Famously, a decade after MTV’s debut and a few years after MTV hit saturation point with all of those Def Leppard wannabes, Cobain and Nirvana swooped in with “Smells Like Teen Spirit” to usher in an alt-rock revolution. Many of Leppard’s peers didn’t survive the transition, but Def Leppard, who were inducted into the Rock & Roll Hall of Fame by Queen’s Brian May in 2019, maintained their cred. “I'm convinced — I almost kind of got it almost from the horse's mouth, with Dave Grohl — that Kurt Cobain would've been fine with us. It was the millions of us that he couldn't handle,” Elliott explains. “And I completely understand that. It's just one of those things that it's just part of what happens. And I think one of the reasons we survived is because we took it on the chin. We took it with a good sense of humor and went, ‘Well, it's nothing to do with us. There's nothing we can do about it. So, just move on and keep making records and see what happens.’”

And that’s just what Def Leppard have done with the excellent Diamond Star Halos. Of course, during the past four decades, Def Leppard have had to endure setbacks far more catastrophic than mere shifts in pop-music trends — like drummer Rick Allen losing his arm in a 1985 car crash, or guitarist Steve Clark dying at age 30 in 1991. (They’ve withstood enough hardship to be the subject of a made-for-TV movie, VH1’s Hysteria: The Def Leppard Story, back in 1999, long before rock biopics were in vogue — although Elliott, who grudgingly served as the VH1 film’s unofficial “script doctor,” says he has “kind of haunting nightmares” about that low-budget project, and humbly argues that tragedy-beset band Lynyrd Skynyrd should get the proper big-screen biopic treatment before Leppard do.)
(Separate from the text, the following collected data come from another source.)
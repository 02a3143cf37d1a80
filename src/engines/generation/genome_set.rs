use crate::config::GepConfig;
use crate::error::{KarvaError, Result};
use crate::functions::{Function, FunctionRegistry};
use crate::types::EvolutionMode;
use rand::Rng;
use std::ops::Range;
use std::sync::Arc;

use super::evolution_engine::Individual;
use super::genome::Genome;
use super::operators::SymbolSampler;

/// An ordered ensemble of genomes combined through its own linking function,
/// for problems that need multiple cooperating expressions. Mirrors the
/// Genome operator surface one level up.
#[derive(Clone)]
pub struct GenomeSet {
    genomes: Vec<Genome>,
    link_symbol: String,
    link: Arc<dyn Function>,
    pub score: f64,
}

impl GenomeSet {
    pub fn new(
        genomes: Vec<Genome>,
        link_symbol: &str,
        registry: &FunctionRegistry,
    ) -> Result<GenomeSet> {
        if genomes.is_empty() {
            return Err(KarvaError::Configuration(
                "genome set requires at least one genome".to_string(),
            ));
        }
        let link = registry.resolve(link_symbol)?;
        if link.arity() != 2 {
            return Err(KarvaError::Configuration(format!(
                "link function {:?} must be binary",
                link_symbol
            )));
        }
        Ok(GenomeSet {
            genomes,
            link_symbol: link_symbol.to_string(),
            link,
            score: 0.0,
        })
    }

    pub fn random<R: Rng>(
        num_genomes: usize,
        num_genes: usize,
        head_size: usize,
        sampler: &SymbolSampler,
        registry: &Arc<FunctionRegistry>,
        link_symbol: &str,
        rng: &mut R,
    ) -> Result<GenomeSet> {
        let genomes = (0..num_genomes)
            .map(|_| Genome::random(num_genes, head_size, sampler, registry, link_symbol, rng))
            .collect::<Result<Vec<Genome>>>()?;
        GenomeSet::new(genomes, link_symbol, registry)
    }

    /// Rebuild a set from stored Karva strings, one entry per genome.
    pub fn from_karva(
        karva: &[Vec<String>],
        head_size: usize,
        link_symbol: &str,
        registry: &Arc<FunctionRegistry>,
    ) -> Result<GenomeSet> {
        let genomes = karva
            .iter()
            .map(|genome| Genome::from_karva(genome, head_size, link_symbol, registry))
            .collect::<Result<Vec<Genome>>>()?;
        GenomeSet::new(genomes, link_symbol, registry)
    }

    pub fn genomes(&self) -> &[Genome] {
        &self.genomes
    }

    pub fn symbol_len(&self) -> usize {
        self.genomes.iter().map(|genome| genome.symbol_len()).sum()
    }

    /// Fold the per-genome outputs through the set's link function.
    pub fn evaluate(&self, inputs: &[f64]) -> f64 {
        let mut outputs = self.genomes.iter().map(|genome| genome.evaluate(inputs));
        let first = match outputs.next() {
            Some(output) => output,
            None => return f64::NAN,
        };
        outputs.fold(first, |acc, output| self.link.apply(&[acc, output]))
    }

    /// Per-genome outputs, for callers that score the ensemble members
    /// individually.
    pub fn evaluate_each(&self, inputs: &[f64]) -> Vec<f64> {
        self.genomes
            .iter()
            .map(|genome| genome.evaluate(inputs))
            .collect()
    }

    pub fn expression(&self, variables: &[&str]) -> Result<String> {
        let parts = self
            .genomes
            .iter()
            .map(|genome| genome.expression(variables))
            .collect::<Result<Vec<String>>>()?;
        Ok(parts.join(&format!(" {} ", self.link_symbol)))
    }

    /// Genome transposition: a non-first genome moves to the front,
    /// remainder order preserved.
    pub fn transpose_genome<R: Rng>(&mut self, rng: &mut R) {
        if self.genomes.len() < 2 {
            return;
        }
        let index = rng.gen_range(1..self.genomes.len());
        let genome = self.genomes.remove(index);
        self.genomes.insert(0, genome);
    }

    pub(crate) fn swap_symbol_range(a: &mut GenomeSet, b: &mut GenomeSet, range: Range<usize>) {
        debug_assert_eq!(a.symbol_len(), b.symbol_len());
        let mut offset = 0;
        for (genome_a, genome_b) in a.genomes.iter_mut().zip(b.genomes.iter_mut()) {
            let len = genome_a.symbol_len();
            let start = range.start.max(offset);
            let end = range.end.min(offset + len);
            if start < end {
                Genome::swap_symbol_range(genome_a, genome_b, start - offset..end - offset);
            }
            offset += len;
        }
    }

    pub fn one_point_at(first: &GenomeSet, second: &GenomeSet, point: usize) -> (GenomeSet, GenomeSet) {
        let mut a = first.clone();
        let mut b = second.clone();
        let len = a.symbol_len();
        GenomeSet::swap_symbol_range(&mut a, &mut b, point..len);
        (a, b)
    }

    pub fn two_point_at(
        first: &GenomeSet,
        second: &GenomeSet,
        range: Range<usize>,
    ) -> (GenomeSet, GenomeSet) {
        let mut a = first.clone();
        let mut b = second.clone();
        GenomeSet::swap_symbol_range(&mut a, &mut b, range);
        (a, b)
    }

    /// Whole-genome recombination: the set-level analog of swapping one
    /// gene between genomes.
    pub fn swap_genome_at(
        first: &GenomeSet,
        second: &GenomeSet,
        index: usize,
    ) -> (GenomeSet, GenomeSet) {
        let mut a = first.clone();
        let mut b = second.clone();
        std::mem::swap(&mut a.genomes[index], &mut b.genomes[index]);
        (a, b)
    }
}

impl PartialEq for GenomeSet {
    fn eq(&self, other: &Self) -> bool {
        self.genomes == other.genomes && self.link_symbol == other.link_symbol
    }
}

impl std::fmt::Debug for GenomeSet {
    fn fmt(&self, f: &mut std::fmt::Formatter<'_>) -> std::fmt::Result {
        f.debug_struct("GenomeSet")
            .field("genomes", &self.genomes)
            .field("link", &self.link_symbol)
            .field("score", &self.score)
            .finish()
    }
}

impl Individual for GenomeSet {
    const MODE: EvolutionMode = EvolutionMode::GenomeSet;

    fn population_size(config: &GepConfig) -> usize {
        config.num_genome_sets
    }

    fn random<R: Rng>(
        config: &GepConfig,
        registry: &Arc<FunctionRegistry>,
        sampler: &SymbolSampler,
        rng: &mut R,
    ) -> Result<Self> {
        GenomeSet::random(
            config.num_genomes_per_set,
            config.num_genes_per_genome,
            config.head_size,
            sampler,
            registry,
            &config.link_func,
            rng,
        )
    }

    fn score(&self) -> f64 {
        self.score
    }

    fn set_score(&mut self, score: f64) {
        self.score = score;
    }

    fn apply_variation<R: Rng>(
        &mut self,
        config: &GepConfig,
        sampler: &SymbolSampler,
        rng: &mut R,
    ) {
        for genome in &mut self.genomes {
            genome.apply_variation(config, sampler, rng);
        }
        if rng.gen::<f64>() < config.p_gene {
            self.transpose_genome(rng);
        }
    }

    fn crossover_one_point<R: Rng>(first: &Self, second: &Self, rng: &mut R) -> (Self, Self) {
        let point = rng.gen_range(1..first.symbol_len());
        GenomeSet::one_point_at(first, second, point)
    }

    fn crossover_two_point<R: Rng>(first: &Self, second: &Self, rng: &mut R) -> (Self, Self) {
        let len = first.symbol_len();
        let mut start = rng.gen_range(1..len);
        let mut end = rng.gen_range(1..len);
        if start > end {
            std::mem::swap(&mut start, &mut end);
        }
        GenomeSet::two_point_at(first, second, start..end)
    }

    fn swap_component<R: Rng>(first: &Self, second: &Self, rng: &mut R) -> (Self, Self) {
        let index = rng.gen_range(0..first.genomes.len());
        GenomeSet::swap_genome_at(first, second, index)
    }

    fn karva_expressions(&self) -> Vec<Vec<String>> {
        self.genomes
            .iter()
            .map(|genome| genome.karva_strings())
            .collect()
    }

    fn describe(&self) -> String {
        self.expression(&[]).unwrap_or_else(|_| {
            self.karva_expressions()
                .iter()
                .map(|genome| genome.join(" | "))
                .collect::<Vec<String>>()
                .join(" || ")
        })
    }
}
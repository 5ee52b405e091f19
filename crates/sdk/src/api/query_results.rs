//! Query results API endpoints.

use crate::api::jobs::ExecutionResponse;
use crate::client::RedashClient;
use crate::config::PollOptions;
use crate::error::RedashResult;
use crate::types::QueryResult;
use serde::{Deserialize, Serialize};
use serde_json::Value;

/// Query results API: stored results and ad-hoc execution.
pub struct QueryResultsApi<'a> {
    client: &'a RedashClient,
}

impl<'a> QueryResultsApi<'a> {
    pub(crate) fn new(client: &'a RedashClient) -> Self {
        Self { client }
    }

    /// Get a stored query result.
    pub async fn get(&self, result_id: i64) -> RedashResult<QueryResult> {
        let response: QueryResultResponse = self
            .client
            .http
            .get(&format!("/api/query_results/{}", result_id))
            .await?;
        Ok(response.query_result)
    }

    /// Run query text against a data source without saving a query.
    pub async fn execute_adhoc(
        &self,
        query: impl Into<String>,
        data_source_id: i64,
    ) -> RedashResult<QueryResult> {
        self.execute_adhoc_with(query, data_source_id, self.client.poll_options())
            .await
    }

    /// Like [`execute_adhoc`](Self::execute_adhoc) with explicit polling options.
    pub async fn execute_adhoc_with(
        &self,
        query: impl Into<String>,
        data_source_id: i64,
        poll: PollOptions,
    ) -> RedashResult<QueryResult> {
        let request = AdhocQueryRequest::new(query, data_source_id);
        let response: ExecutionResponse =
            self.client.http.post("/api/query_results", &request).await?;

        self.client.jobs().resolve(response, poll).await
    }
}

/// Body of an ad-hoc execution. Always bypasses the result cache.
#[derive(Debug, Clone, Serialize, Deserialize)]
pub struct AdhocQueryRequest {
    pub query: String,
    pub data_source_id: i64,
    pub max_age: u64,
    pub parameters: Value,
    pub apply_auto_limit: bool,
}

impl AdhocQueryRequest {
    pub fn new(query: impl Into<String>, data_source_id: i64) -> Self {
        Self {
            query: query.into(),
            data_source_id,
            max_age: 0,
            parameters: Value::Object(Default::default()),
            apply_auto_limit: true,
        }
    }
}

#[derive(Debug, Serialize, Deserialize)]
struct QueryResultResponse {
    query_result: QueryResult,
}
//! Endpoint groups of the Redash REST API.

mod dashboards;
mod data_sources;
mod jobs;
mod queries;
mod query_results;
mod visualizations;

pub use dashboards::DashboardsApi;
pub use data_sources::DataSourcesApi;
pub use jobs::{ExecutionResponse, JobsApi};
pub use queries::{CreateQueryRequest, ListQueriesParams, QueriesApi, UpdateQueryRequest};
pub use query_results::{AdhocQueryRequest, QueryResultsApi};
pub use visualizations::{
    CreateVisualizationRequest, UpdateVisualizationRequest, VisualizationsApi,
};

#[cfg(test)]
pub(crate) mod test_support {
    use crate::client::RedashClient;
    use crate::config::PollOptions;
    use std::time::Duration;
    use wiremock::MockServer;

    /// Client pointed at a mock server, polling fast enough for tests.
    pub fn client_for(server: &MockServer) -> RedashClient {
        RedashClient::builder()
            .base_url(server.uri())
            .api_key("test-key")
            .poll_options(PollOptions::new(
                Duration::from_millis(20),
                Duration::from_millis(2_000),
            ))
            .build()
            .unwrap()
    }
}
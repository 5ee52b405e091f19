// MCP server: JSON-RPC 2.0 over newline-delimited stdio

use crate::error::McpError;
use crate::protocol::*;
use crate::resources::ResourceExposer;
use crate::tools::ToolRegistry;
use anyhow::{Context, Result};
use redash_sdk::RedashError;
use serde::de::DeserializeOwned;
use serde::Serialize;
use serde_json::{json, Value};
use std::sync::{Mutex, PoisonError};
use tokio::io::{AsyncBufReadExt, AsyncWrite, AsyncWriteExt, BufReader};
use tracing::{debug, info, warn};

const LOGGER_NAME: &str = "redash-mcp";

pub struct McpServer {
    registry: ToolRegistry,
    resources: ResourceExposer,
    info: ServerInfo,
    /// Minimum level forwarded as `notifications/message`; `None` until the
    /// client calls `logging/setLevel`.
    log_level: Mutex<Option<LoggingLevel>>,
    pending_notifications: Mutex<Vec<JsonRpcRequest>>,
}

impl McpServer {
    pub fn new(registry: ToolRegistry, resources: ResourceExposer) -> Self {
        Self {
            registry,
            resources,
            info: ServerInfo {
                name: LOGGER_NAME.to_string(),
                version: env!("CARGO_PKG_VERSION").to_string(),
            },
            log_level: Mutex::new(None),
            pending_notifications: Mutex::new(Vec::new()),
        }
    }

    /// Serve requests from stdin until it is closed.
    pub async fn start(&self) -> Result<()> {
        info!(tools = self.registry.len(), "MCP server listening on stdio");
        self.serve(tokio::io::stdin(), tokio::io::stdout()).await
    }

    /// Serve one request per input line, writing one message per output line.
    pub async fn serve<R, W>(&self, input: R, mut output: W) -> Result<()>
    where
        R: tokio::io::AsyncRead + Unpin,
        W: AsyncWrite + Unpin,
    {
        // Split on raw bytes so a line that is not UTF-8 gets a parse error
        // instead of ending the session.
        let mut lines = BufReader::new(input).split(b'\n');

        while let Some(line) = lines.next_segment().await.context("Failed to read request")? {
            let response = match std::str::from_utf8(&line) {
                Ok(text) if text.trim().is_empty() => continue,
                Ok(text) => self.handle_message(text).await,
                Err(e) => {
                    warn!(error = %e, "Request is not valid UTF-8");
                    Some(JsonRpcResponse::error(Value::Null, JsonRpcError::parse_error()))
                }
            };

            for notification in self.take_notifications() {
                write_message(&mut output, &notification).await?;
            }
            if let Some(response) = response {
                write_message(&mut output, &response).await?;
            }
        }

        info!("Input closed, shutting down");
        Ok(())
    }

    /// Handle one raw line. Returns `None` for notifications.
    pub async fn handle_message(&self, line: &str) -> Option<JsonRpcResponse> {
        let request: JsonRpcRequest = match serde_json::from_str(line) {
            Ok(request) => request,
            Err(e) => {
                warn!(error = %e, "Unparsable message");
                return Some(JsonRpcResponse::error(Value::Null, JsonRpcError::parse_error()));
            }
        };

        self.handle_request(request).await
    }

    pub async fn handle_request(&self, request: JsonRpcRequest) -> Option<JsonRpcResponse> {
        // Notifications never get a response, not even an error.
        if request.is_notification() {
            debug!(method = %request.method, "Notification received");
            return None;
        }

        let id = request.id.clone().unwrap_or(Value::Null);
        if request.jsonrpc != "2.0" {
            return Some(JsonRpcResponse::error(id, JsonRpcError::invalid_request()));
        }

        debug!(method = %request.method, "Request received");
        let result = match request.method.as_str() {
            "initialize" => self.initialize(request.params),
            "ping" => Ok(json!({})),
            "tools/list" => to_result(ListToolsResult {
                tools: self.registry.list_schemas(),
            }),
            "tools/call" => self.call_tool(request.params).await,
            "resources/list" => to_result(ListResourcesResult {
                resources: self.resources.list().await,
            }),
            "resources/templates/list" => to_result(ListResourceTemplatesResult {
                resource_templates: self.resources.templates(),
            }),
            "resources/read" => self.read_resource(request.params).await,
            "logging/setLevel" => self.set_level(request.params),
            other => Err(JsonRpcError::method_not_found(other)),
        };

        Some(match result {
            Ok(value) => JsonRpcResponse::success(id, value),
            Err(error) => JsonRpcResponse::error(id, error),
        })
    }

    fn initialize(&self, params: Option<Value>) -> Result<Value, JsonRpcError> {
        let params: InitializeParams = parse_params(params)?;
        if let Some(client) = &params.client_info {
            info!(client = %client.name, version = %client.version, "Client connected");
        }

        to_result(InitializeResult {
            protocol_version: negotiate_protocol_version(&params.protocol_version).to_string(),
            capabilities: ServerCapabilities {
                tools: Some(ToolsCapability {
                    list_changed: false,
                }),
                resources: Some(ResourcesCapability {
                    subscribe: false,
                    list_changed: false,
                }),
                logging: Some(json!({})),
            },
            server_info: self.info.clone(),
        })
    }

    async fn call_tool(&self, params: Option<Value>) -> Result<Value, JsonRpcError> {
        let params: CallToolParams = parse_params(params)?;

        let result = self.registry.call(&params.name, params.arguments).await;
        if result.is_error() {
            let message = result
                .content
                .first()
                .map(ToolContent::as_text)
                .unwrap_or_default();
            self.notify(
                LoggingLevel::Error,
                json!({ "tool": params.name, "error": message }),
            );
        }

        to_result(result)
    }

    async fn read_resource(&self, params: Option<Value>) -> Result<Value, JsonRpcError> {
        let params: ReadResourceParams = parse_params(params)?;

        match self.resources.read(&params.uri).await {
            Ok(result) => to_result(result),
            Err(e) => {
                warn!(uri = %params.uri, error = %e, "Resource read failed");
                self.notify(
                    LoggingLevel::Error,
                    json!({ "uri": params.uri.clone(), "error": e.to_string() }),
                );
                Err(match e {
                    McpError::InvalidUri(_) => JsonRpcError::invalid_params(e.to_string()),
                    McpError::Upstream(RedashError::NotFound(_)) => {
                        JsonRpcError::resource_not_found(&params.uri)
                    }
                    other => JsonRpcError::internal_error(other.to_string()),
                })
            }
        }
    }

    fn set_level(&self, params: Option<Value>) -> Result<Value, JsonRpcError> {
        let params: SetLevelParams = parse_params(params)?;
        *self
            .log_level
            .lock()
            .unwrap_or_else(PoisonError::into_inner) = Some(params.level);
        info!(level = ?params.level, "Client logging level set");
        Ok(json!({}))
    }

    /// Queue a log notification if the client asked for this level.
    fn notify(&self, level: LoggingLevel, data: Value) {
        let enabled = self
            .log_level
            .lock()
            .unwrap_or_else(PoisonError::into_inner)
            .is_some_and(|min| level >= min);
        if !enabled {
            return;
        }

        let params = LoggingMessageParams {
            level,
            logger: Some(LOGGER_NAME.to_string()),
            data,
        };
        match serde_json::to_value(params) {
            Ok(params) => self
                .pending_notifications
                .lock()
                .unwrap_or_else(PoisonError::into_inner)
                .push(JsonRpcRequest::notification("notifications/message", params)),
            Err(e) => warn!(error = %e, "Failed to encode log notification"),
        }
    }

    /// Drain notifications queued while handling the last request.
    pub fn take_notifications(&self) -> Vec<JsonRpcRequest> {
        std::mem::take(
            &mut *self
                .pending_notifications
                .lock()
                .unwrap_or_else(PoisonError::into_inner),
        )
    }
}

fn parse_params<T: DeserializeOwned>(params: Option<Value>) -> Result<T, JsonRpcError> {
    serde_json::from_value(params.unwrap_or_else(|| json!({})))
        .map_err(|e| JsonRpcError::invalid_params(format!("Invalid params: {}", e)))
}

fn to_result(value: impl Serialize) -> Result<Value, JsonRpcError> {
    serde_json::to_value(value).map_err(|e| JsonRpcError::internal_error(e.to_string()))
}

async fn write_message<W: AsyncWrite + Unpin>(output: &mut W, message: &impl Serialize) -> Result<()> {
    let mut line = serde_json::to_vec(message).context("Failed to encode response")?;
    line.push(b'\n');
    output
        .write_all(&line)
        .await
        .context("Failed to write response")?;
    output.flush().await.context("Failed to flush output")?;
    Ok(())
}
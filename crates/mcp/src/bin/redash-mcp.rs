// Standalone MCP server binary

use anyhow::{Context, Result};
use clap::Parser;
use redash_mcp::resources::ResourceExposer;
use redash_mcp::server::McpServer;
use redash_mcp::tools::{register_redash_tools, ToolRegistry};
use redash_sdk::{PollOptions, RedashClient};
use std::time::Duration;

#[derive(Parser, Debug)]
#[command(name = "redash-mcp")]
#[command(about = "Model Context Protocol server for Redash", long_about = None)]
struct Args {
    /// Base URL of the Redash instance
    #[arg(long, env = "REDASH_URL")]
    url: Option<String>,

    /// Redash API key
    #[arg(long, env = "REDASH_API_KEY", hide_env_values = true)]
    api_key: Option<String>,

    /// HTTP request timeout in milliseconds
    #[arg(long, env = "REDASH_TIMEOUT", default_value = "30000")]
    timeout: u64,

    /// Wait between job status checks in milliseconds
    #[arg(long, env = "REDASH_POLL_INTERVAL", default_value = "1000")]
    poll_interval: u64,

    /// Give up waiting for a query job after this many milliseconds
    #[arg(long, env = "REDASH_POLL_TIMEOUT", default_value = "60000")]
    poll_timeout: u64,
}

#[tokio::main]
async fn main() -> Result<()> {
    // stdout carries the protocol, so logs go to stderr
    tracing_subscriber::fmt()
        .with_env_filter(
            tracing_subscriber::EnvFilter::try_from_default_env()
                .unwrap_or_else(|_| "info".into()),
        )
        .with_target(false)
        .with_writer(std::io::stderr)
        .init();

    let args = Args::parse();

    tracing::info!("Redash MCP server starting...");

    let client = RedashClient::builder()
        .base_url(args.url.unwrap_or_default())
        .api_key(args.api_key.unwrap_or_default())
        .timeout(Duration::from_millis(args.timeout))
        .poll_options(PollOptions::new(
            Duration::from_millis(args.poll_interval),
            Duration::from_millis(args.poll_timeout),
        ))
        .build()
        .context("Invalid Redash configuration (set REDASH_URL and REDASH_API_KEY)")?;

    tracing::info!(url = %client.config().base_url, "Using Redash instance");

    let mut registry = ToolRegistry::new();
    register_redash_tools(&mut registry, &client);

    tracing::info!("Registered {} tools", registry.len());

    let server = McpServer::new(registry, ResourceExposer::new(client));
    server.start().await?;

    Ok(())
}
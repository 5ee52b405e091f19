//! Data sources API endpoints.

use crate::client::RedashClient;
use crate::error::RedashResult;
use crate::types::DataSource;

/// Data sources API.
pub struct DataSourcesApi<'a> {
    client: &'a RedashClient,
}

impl<'a> DataSourcesApi<'a> {
    pub(crate) fn new(client: &'a RedashClient) -> Self {
        Self { client }
    }

    /// List all data sources visible to the API key.
    pub async fn list(&self) -> RedashResult<Vec<DataSource>> {
        self.client.http.get("/api/data_sources").await
    }
}
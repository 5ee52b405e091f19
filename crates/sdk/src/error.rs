//! Error types for the Redash SDK.

use serde::{Deserialize, Serialize};

/// Result type for SDK operations.
pub type RedashResult<T> = Result<T, RedashError>;

/// Error types that can occur when talking to a Redash instance.
#[derive(Debug, thiserror::Error)]
pub enum RedashError {
    /// HTTP request failed before a response was received.
    #[error("HTTP error: {0}")]
    Http(#[from] reqwest::Error),

    /// API returned a non-success response.
    #[error("API error (status {status}): {message}")]
    Api {
        status: u16,
        message: String,
        body: Option<String>,
    },

    /// Resource not found.
    #[error("Resource not found: {0}")]
    NotFound(String),

    /// Invalid configuration.
    #[error("Configuration error: {0}")]
    Config(String),

    /// Serialization/deserialization error.
    #[error("JSON error: {0}")]
    Json(#[from] serde_json::Error),

    /// URL parsing error.
    #[error("Invalid URL: {0}")]
    InvalidUrl(#[from] url::ParseError),

    /// The upstream job finished with a failure status.
    #[error("Query execution failed: {0}")]
    QueryExecution(String),

    /// The upstream job did not finish within the polling bound.
    #[error("Query execution timed out after {timeout_ms}ms")]
    QueryExecutionTimeout { timeout_ms: u64 },
}

impl RedashError {
    /// HTTP status code reported by the upstream, if any.
    pub fn status(&self) -> Option<u16> {
        match self {
            Self::Api { status, .. } => Some(*status),
            Self::NotFound(_) => Some(404),
            Self::Http(e) => e.status().map(|s| s.as_u16()),
            _ => None,
        }
    }

    /// Create an API error from a status code and response body.
    pub fn from_response(status: u16, body: &str) -> Self {
        let message = match serde_json::from_str::<ErrorResponse>(body) {
            Ok(error_response) => error_response.message,
            Err(_) if body.trim().is_empty() => "empty response body".to_string(),
            Err(_) => body.to_string(),
        };

        if status == 404 {
            return Self::NotFound(message);
        }

        Self::Api {
            status,
            message,
            body: (!body.is_empty()).then(|| body.to_string()),
        }
    }
}

/// Error body returned by Redash, e.g. `{"message": "Query not found"}`.
#[derive(Debug, Serialize, Deserialize)]
pub struct ErrorResponse {
    pub message: String,
}
// MCP (Model Context Protocol) server for Redash
// Exposes queries, dashboards and visualizations as tools and resources to agent clients

pub mod error;
pub mod protocol;
pub mod resources;
pub mod server;
pub mod tools;

pub use error::{McpError, McpResult};
pub use resources::ResourceExposer;
pub use server::McpServer;
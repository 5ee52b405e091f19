//! Visualizations API endpoints.

use crate::client::RedashClient;
use crate::error::RedashResult;
use crate::types::Visualization;
use serde::{Deserialize, Serialize};
use serde_json::Value;

/// Visualizations API.
pub struct VisualizationsApi<'a> {
    client: &'a RedashClient,
}

impl<'a> VisualizationsApi<'a> {
    pub(crate) fn new(client: &'a RedashClient) -> Self {
        Self { client }
    }

    /// Get a visualization.
    pub async fn get(&self, visualization_id: i64) -> RedashResult<Visualization> {
        self.client
            .http
            .get(&format!("/api/visualizations/{}", visualization_id))
            .await
    }

    /// Create a visualization on a query.
    pub async fn create(&self, request: &CreateVisualizationRequest) -> RedashResult<Visualization> {
        self.client.http.post("/api/visualizations", request).await
    }

    /// Update the fields set in `request`.
    pub async fn update(
        &self,
        visualization_id: i64,
        request: &UpdateVisualizationRequest,
    ) -> RedashResult<Visualization> {
        self.client
            .http
            .post(&format!("/api/visualizations/{}", visualization_id), request)
            .await
    }

    /// Delete a visualization.
    pub async fn delete(&self, visualization_id: i64) -> RedashResult<()> {
        self.client
            .http
            .delete_no_response(&format!("/api/visualizations/{}", visualization_id))
            .await
    }
}

/// Request to create a visualization.
#[derive(Debug, Clone, Serialize, Deserialize)]
pub struct CreateVisualizationRequest {
    pub query_id: i64,
    #[serde(rename = "type")]
    pub viz_type: String,
    pub name: String,
    #[serde(skip_serializing_if = "Option::is_none")]
    pub description: Option<String>,
    pub options: Value,
}

/// Partial update of a visualization. Only `Some` fields are sent.
#[derive(Debug, Clone, Default, Serialize, Deserialize)]
pub struct UpdateVisualizationRequest {
    #[serde(rename = "type", skip_serializing_if = "Option::is_none")]
    pub viz_type: Option<String>,
    #[serde(skip_serializing_if = "Option::is_none")]
    pub name: Option<String>,
    #[serde(skip_serializing_if = "Option::is_none")]
    pub description: Option<String>,
    #[serde(skip_serializing_if = "Option::is_none")]
    pub options: Option<Value>,
}

impl UpdateVisualizationRequest {
    /// True when no field would be sent.
    pub fn is_empty(&self) -> bool {
        self.viz_type.is_none()
            && self.name.is_none()
            && self.description.is_none()
            && self.options.is_none()
    }
}

#[cfg(test)]
mod tests {
    use super::*;
    use crate::api::test_support::client_for;
    use serde_json::json;
    use wiremock::matchers::{body_json, method, path};
    use wiremock::{Mock, MockServer, ResponseTemplate};

    fn viz_json() -> Value {
        json!({"id": 9, "type": "TABLE", "name": "Table", "description": "", "options": {}})
    }

    #[tokio::test]
    async fn test_create_visualization() {
        let server = MockServer::start().await;

        Mock::given(method("POST"))
            .and(path("/api/visualizations"))
            .and(body_json(json!({
                "query_id": 4, "type": "TABLE", "name": "Table", "options": {}
            })))
            .respond_with(ResponseTemplate::new(200).set_body_json(viz_json()))
            .expect(1)
            .mount(&server)
            .await;

        let client = client_for(&server);
        let viz = client
            .visualizations()
            .create(&CreateVisualizationRequest {
                query_id: 4,
                viz_type: "TABLE".to_string(),
                name: "Table".to_string(),
                description: None,
                options: json!({}),
            })
            .await
            .unwrap();

        assert_eq!(viz.viz_type, "TABLE");
    }

    #[tokio::test]
    async fn test_update_sends_only_set_fields() {
        let server = MockServer::start().await;

        Mock::given(method("POST"))
            .and(path("/api/visualizations/9"))
            .and(body_json(json!({"description": ""})))
            .respond_with(ResponseTemplate::new(200).set_body_json(viz_json()))
            .expect(1)
            .mount(&server)
            .await;

        let client = client_for(&server);
        let request = UpdateVisualizationRequest {
            description: Some(String::new()),
            ..Default::default()
        };
        assert!(!request.is_empty());
        client.visualizations().update(9, &request).await.unwrap();
    }

    #[tokio::test]
    async fn test_delete_visualization() {
        let server = MockServer::start().await;

        Mock::given(method("DELETE"))
            .and(path("/api/visualizations/9"))
            .respond_with(ResponseTemplate::new(200))
            .expect(1)
            .mount(&server)
            .await;

        let client = client_for(&server);
        client.visualizations().delete(9).await.unwrap();
    }
}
“You take any group of people, any family, any band that stays there, they have tragedy,” says an equally humble Collen. “Most bands don't have that long, and you know, we're just getting going. … So, you are going have a history of terrible things happening, along with the great stuff that continues to happen as well.”

“If you stick around long enough, you learn to take the hits and the lows and just say, ‘Oh well, we've been there before,’” says Elliott. “When somebody comes bursting into a room going, ‘Oh my God, you won't believe what's happened!’ — we just go, ‘Yes, so what? Just move on. Been there, done that. No big deal. By the way, I've written a new song. Wanna hear it?’ And this new album is the epitome of that.”

In another full-circle career development, it was Def Leppard’s ability to adapt — not just to personal tragedy, but to new studio technology, which they embraced while recording 1987’s Hysteria after Allen’s accident — that helped them create Diamond Star Halos under difficult and unforeseen circumstances. Literally within an hour of learning that their 2020 tour with Mötley Crüe, Poison, and Joan Jett had been indefinitely delayed due to the COVID-19 pandemic, “We took one phone call — 30 minutes — to go, ‘F*** that! We're gonna do this!’” The Leppard members, spread out across Ireland, England, and the United States, immediately began working remotely, a process that Collen surprisingly describes as “totally a dream.”

“I don't think we ever want to go back to recording the traditional sense ever again, because it was inspiring working this way,” raves Elliott. “There was no time limit. We didn't have a deal. When we started the record, we didn't have an end date. So, we just did this as a piece of art. And it worked out amazingly. … In fact, it enhanced the songwriting. It took the blinkers off. It broadened our horizons. Nothing was off the table. When Phil said, ‘I've got a song with a ukulele in it,’ I'm like, ‘OK, great!’ I said, ‘I've written two on the piano,’ and he's like, ‘Fine!’ And then he's like, ‘Let's get Alison Kraus on board! Let's get [longtime Bowie pianist] Mike Garson on board!’

“This is technology coming to our advantage once again, similar to how it was in the ‘80s with the studio gear,” Elliott explains. “But this time, it was the internet. It was all the applications that you can use on a laptop to literally turn a MacBook pro into the new Abbey Road.”